Se o doente for aprovado e tiver menos de 70 anos (a partir dos 70 anos a decisão é efetuada caso a caso) é inscrito numa "lista de espera" segundo o seu grupo sanguíneo. É informado que a partir desse momento pode ser chamado a qualquer hora do dia ou da noite.

O tempo de espera até à realização do transplante varia de acordo com a situação clínica do doente. Em média é de cerca de 6 meses.

A cirurgia dura cerca de 5 horas e após a realização do transplante, o doente fica um dia na Unidade de Cuidados Intensivos (UCI). Se não houver complicações terá alta hospitalar ao fim de 2 semanas.

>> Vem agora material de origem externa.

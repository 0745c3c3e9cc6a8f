use crate::table::table_reader::{BlockBasedTableFactory, TableFactory};
use crate::util::bytewise_comparator_impl::byte_wise_comparator;
use crate::util::comparator::Comparator;
use crate::util::env::{default_env, Env};
use crate::util::filter_policy::FilterPolicy;
use crate::util::random_access_file::AccessPattern;
use crate::util::statistics::Statistics;
use num_derive::{FromPrimitive, ToPrimitive};
use std::fmt;
use std::sync::Arc;

#[derive(FromPrimitive, ToPrimitive, Debug, Clone, Copy, PartialEq, Eq)]
#[repr(u8)]
pub enum CompressionType {
    None = 0x0,
    Snappy = 0x1,
}

/// 一个数据目录；`FileDescriptor::path_id` 是它在 `Options::db_paths` 中的下标
#[derive(Debug, Clone, PartialEq, Eq)]
pub struct DbPath {
    pub path: String,
    pub target_size: u64,
}

impl DbPath {
    pub fn new(path: &str, target_size: u64) -> DbPath {
        DbPath {
            path: path.to_string(),
            target_size,
        }
    }
}

/// 引擎级配置，整个实例共享一份 `Arc<Options>`
#[derive(Clone)]
pub struct Options {
    pub comparator: Arc<dyn Comparator>,
    pub env: Arc<dyn Env>,
    pub table_factory: Arc<dyn TableFactory>,
    pub filter_policy: Option<Arc<dyn FilterPolicy>>,
    /// 为空时表文件放在 db_name 目录下
    pub db_paths: Vec<DbPath>,
    /// table cache 容量 = max_open_files - K_NUM_NON_TABLE_CACHE_FILES
    pub max_open_files: usize,
    pub table_cache_num_shard_bits: u32,
    pub block_size: usize,
    pub block_restart_interval: u32,
    pub compression: CompressionType,
    pub paranoid_checks: bool,
    pub advise_random_on_open: bool,
    pub statistics: Option<Arc<Statistics>>,
}

impl Default for Options {
    fn default() -> Self {
        Options {
            comparator: byte_wise_comparator(),
            env: default_env(),
            table_factory: Arc::new(BlockBasedTableFactory::default()),
            filter_policy: None,
            db_paths: Vec::new(),
            max_open_files: 1000,
            table_cache_num_shard_bits: 4,
            block_size: 4096,
            block_restart_interval: 16,
            compression: CompressionType::Snappy,
            paranoid_checks: false,
            advise_random_on_open: true,
            statistics: None,
        }
    }
}

impl fmt::Debug for Options {
    fn fmt(&self, f: &mut fmt::Formatter<'_>) -> fmt::Result {
        f.debug_struct("Options")
            .field("comparator", &self.comparator.name())
            .field(
                "filter_policy",
                &self.filter_policy.as_ref().map(|p| p.name()),
            )
            .field("db_paths", &self.db_paths)
            .field("max_open_files", &self.max_open_files)
            .field("block_size", &self.block_size)
            .field("compression", &self.compression)
            .field("paranoid_checks", &self.paranoid_checks)
            .finish()
    }
}

/// 传给 Env 的 I/O 提示
#[derive(Debug, Clone, Copy, PartialEq, Eq)]
pub struct EnvOptions {
    pub use_mmap_reads: bool,
    /// compaction 读表时对文件设置的访问模式
    pub compaction_access_pattern: AccessPattern,
}

impl Default for EnvOptions {
    fn default() -> Self {
        EnvOptions {
            use_mmap_reads: false,
            compaction_access_pattern: AccessPattern::Sequential,
        }
    }
}

#[derive(Debug, Clone, Copy, PartialEq, Eq)]
pub enum ReadTier {
    /// 允许读盘
    ReadAll,
    /// 只读已缓存的数据，缺失时返回 Incomplete
    BlockCacheTier,
}

#[derive(Debug, Clone)]
pub struct ReadOptions {
    pub verify_checksums: bool,
    pub read_tier: ReadTier,
}

impl ReadOptions {
    pub fn new() -> ReadOptions {
        ReadOptions {
            verify_checksums: false,
            read_tier: ReadTier::ReadAll,
        }
    }
}

impl Default for ReadOptions {
    fn default() -> Self {
        ReadOptions::new()
    }
}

Para evitar a "Rejeição" do novo fígado é necessário o doente tomar até ao resto da vida medicamentos chamados "Imunossupressores". É aconselhado a ser seguido em consultas regulares nos primeiros meses e depois uma a duas vezes por ano.

Ao fim de 6 meses o doente transplantado poderá iniciar a sua vida ativa quer profissional quer social, mantendo hábitos de vida saudável, (alimentação equilibrada, não ingestão de bebidas alcoólicas, exercício físico e uso de máscara em lugares muito frequentados).

Se viajar para o estrangeiro, deve ser portador de relatório clínico passado pelo seu médico e ter consigo sempre toda a medicação necessária.

Transplantar um doente é melhorar, sem dúvida, a sua qualidade de vida.

Um artigo do meu amigo Américo Martins, cirurgião reformado, que achei interessante partilhar. (Paulo Correia, julho 2023).